CCF icon indicating copy to clipboard operation
CCF copied to clipboard

Potential async cleanup problems

Open wintersteiger opened this issue 3 years ago • 5 comments

Follow-up to #3491/#3497. There are a few other parts of the code that look very suspicious to me. For instance:

https://github.com/microsoft/CCF/blob/affe30ff49ceb8f09ddf13ea1513d847601ad5b0/src/host/timer.h#L43

Can the timer object be deleted while a callback is in flight?

https://github.com/microsoft/CCF/blob/affe30ff49ceb8f09ddf13ea1513d847601ad5b0/src/host/ledger.h#L1140

Could this (especially this->to_enclave) be gone by the time this is executed?

https://github.com/microsoft/CCF/blob/affe30ff49ceb8f09ddf13ea1513d847601ad5b0/src/host/process_launcher.h#L96

Is there a way for the ProcessLauncher to get deleted before the callback runs?

CC @eddyashton @jumaffre

wintersteiger avatar Feb 02 '22 15:02 wintersteiger

Searching for ->data) gets me a few more similar pieces of code. src/http_parser.h feels like it might be possible to dereference an invalid parser->data there. src/host/signal.h is very similar to src/host/timer.h.

wintersteiger avatar Feb 02 '22 15:02 wintersteiger

@wintersteiger I believe most of these are safe, and handled by the uv proxy smart pointer. For the Timers for instance, there's a few derived instances constructed in host/main.cpp:

{
  asynchost::Ticker ticker(...);
  asynchost::TimeUpdater time_updater(...);
  asynchost::HandleRingbuffer handle_ringbuffer(...);
}

Those go out of scope on line 611. That only destroys the proxy_ptr/close_ptr, which calls uv_close on the uv_timer_t (indicating that future on_timer calls should not be sent), but doesn't actually delete the underlying object until uv calls with_uv_handle::on_close (which is libuv saying "ok, I agree not to send you any more callbacks, you can clean up your state now").

ProcessLauncher doesn't follow quite this pattern. Instead it's scoped to main, which means it should outlive any callbacks (due to the uv flushing loop at https://github.com/microsoft/CCF/blob/affe30ff49ceb8f09ddf13ea1513d847601ad5b0/src/host/main.cpp#L615-L623).

HTTPParser is inside the enclave, and isn't actually async - it's all executed within some parent call of parser.execute, so the parser will remain alive.

Signal is the same as Timer - a scoped instance within main.cpp, but cleaned up by a close_ptr after uv_close.

That leaves ledger.h. I'll take a look at that.

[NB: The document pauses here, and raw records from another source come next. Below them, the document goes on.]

use std::io;
use std::sync::atomic::Ordering;

use tokio::io::AsyncWriteExt;
use tokio::net::TcpStream;
use tracing::debug;

use crate::config::DEFAULT_PAC_TEMPLATE;
use crate::server::{ProxyContext, RequestHead};

const PAC_CONTENT_TYPE: &str = "application/x-ns-proxy-autoconfig";
const CA_CERT_CONTENT_TYPE: &str = "application/x-x509-ca-cert";

/// Non-CONNECT requests: PAC delivery, root-CA download, and a 301 to the
/// HTTPS equivalent for everything else.
pub(crate) async fn handle_plain(
    ctx: &ProxyContext,
    mut stream: TcpStream,
    head: &RequestHead,
) -> io::Result<()> {
    let path = request_path(&head.target);

    if path.starts_with("/pac/") || path == "/pac" {
        let body = pac_body(ctx);
        debug!(client = %head.peer, "serving PAC file");
        return write_response(&mut stream, "200 OK", PAC_CONTENT_TYPE, body.as_bytes()).await;
    }

    if path.starts_with("/CERT/root.") {
        let body = ctx.authority.root_cert_pem();
        debug!(client = %head.peer, "serving root CA certificate");
        return write_response(&mut stream, "200 OK", CA_CERT_CONTENT_TYPE, body.as_bytes())
            .await;
    }

    let location = https_equivalent(head, path);
    debug!(client = %head.peer, %location, "redirecting plain HTTP");
    write_redirect(&mut stream, &location).await
}

/// PAC template from disk when present, embedded default otherwise, with
/// `{{host}}` and `{{port}}` substituted against the live listener.
fn pac_body(ctx: &ProxyContext) -> String {
    let template = std::fs::read_to_string(ctx.config.pac_path())
        .unwrap_or_else(|_| DEFAULT_PAC_TEMPLATE.to_string());
    let port = ctx.actual_port.load(Ordering::Relaxed);
    template
        .replace("{{port}}", &port.to_string())
        .replace("{{host}}", &ctx.config.server.pac_host)
}

fn request_path(target: &str) -> &str {
    // Proxy clients send absolute-form URLs; direct clients send
    // origin-form paths.
    if let Some(rest) = target.strip_prefix("http://") {
        match rest.find('/') {
            Some(index) => &rest[index..],
            None => "/",
        }
    } else {
        target
    }
}

fn https_equivalent(head: &RequestHead, path: &str) -> String {
    if let Some(rest) = head.target.strip_prefix("http://") {
        return format!("https://{rest}");
    }
    let host = head.header("host").unwrap_or("localhost");
    format!("https://{host}{path}")
}

pub(crate) async fn write_response(
    stream: &mut TcpStream,
    status: &str,
    content_type: &str,
    body: &[u8],
) -> io::Result<()> {
    let header = format!(
        "HTTP/1.1 {status}\r\nContent-Type: {content_type}\r\nContent-Length: {}\r\nConnection: close\r\n\r\n",
        body.len()
    );
    stream.write_all(header.as_bytes()).await?;
    stream.write_all(body).await?;
    stream.shutdown().await
}

async fn write_redirect(stream: &mut TcpStream, location: &str) -> io::Result<()> {
    let header = format!(
        "HTTP/1.1 301 Moved Permanently\r\nLocation: {location}\r\nContent-Length: 0\r\nConnection: close\r\n\r\n"
    );
    stream.write_all(header.as_bytes()).await?;
    stream.shutdown().await
}

pub(crate) async fn write_error(stream: &mut TcpStream, status: &str) -> io::Result<()> {
    write_response(stream, status, "text/plain", status.as_bytes()).await
}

eddyashton avatar Feb 02 '22 15:02 eddyashton

Awesome, thanks for the quick analysis!

wintersteiger avatar Feb 02 '22 15:02 wintersteiger

I think the Ledger is also cleaned up sufficiently well at the end of main. There are a couple of references to it passed around (e.g. asynchost::NodeConnections), but I think those are safe too.

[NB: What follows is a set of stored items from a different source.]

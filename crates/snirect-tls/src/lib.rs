mod authority;
mod verify;

use thiserror::Error;

pub use authority::{
    effective_sni, spawn_expiry_sweep, AuthorityMetricsSnapshot, CertificateAuthority, IssuedLeaf,
    SniCertResolver,
};
pub use verify::{build_origin_client_config, verify_origin_cert, AcceptAnyServerCert};

/// Pins aws-lc-rs as the process-level rustls provider. Idempotent; must
/// run before the first TLS config is built when several provider
/// backends end up in the dependency graph.
pub fn install_default_crypto_provider() {
    static INSTALL: std::sync::Once = std::sync::Once::new();
    INSTALL.call_once(|| {
        let _ = rustls::crypto::aws_lc_rs::default_provider().install_default();
    });
}

#[derive(Debug, Error)]
pub enum TlsError {
    #[error("certificate generation failed: {0}")]
    CertificateGeneration(#[from] rcgen::Error),
    #[error("TLS config build failed: {0}")]
    ConfigBuild(#[from] rustls::Error),
    #[error("I/O error: {0}")]
    Io(#[from] std::io::Error),
    #[error("invalid certificate authority material: {0}")]
    InvalidMaterial(String),
    #[error("no certificate available for this connection")]
    NoCertificate,
}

wintersteiger avatar Feb 02 '22 16:02 wintersteiger

After looking at this again, I think the use of uv_work_t in ledger.h is actually unsafe. The reading task, and the final callback on the main thread, could both happen after the Ledger instance has gone out-of-scope. This is largely fixed by moving the Ledger ledger instance in main.cpp out of the local scope, and keeping it alive for the lifetime of main (ie - constructing it next to ProcessLauncher process_launcher - as in this branch). This at least prevents it accessing a deleted Ledger. However, there's still the risk that these uv_work_ts are leaked - they're not cancelled, and in fact libuv offers no way to cancel them if they're mid-execution. Separately, there's concurrency risks from these accessing Ledger at all while the main thread may still be. I think the on_ledger_get_async worker should be re-written to be purely functional and independent of Ledger (ie - not using its caches at all). Ledger can own a collection of these workers, such that they're cancelled if Ledger is ever deleted, and each can avoid calling back in to Ledger if their complete callback is called with UV_ECANCELED. This resolves most of the issues, though maybe still offers a leak on shutdown if we continue to cap the flushing that libuv does.

Note that these are only issues on shutdown. They shouldn't pose any risk to a running node, but could be responsible for the UV issues we sometimes see on shutdown.

eddyashton avatar Jun 24 '22 14:06 eddyashton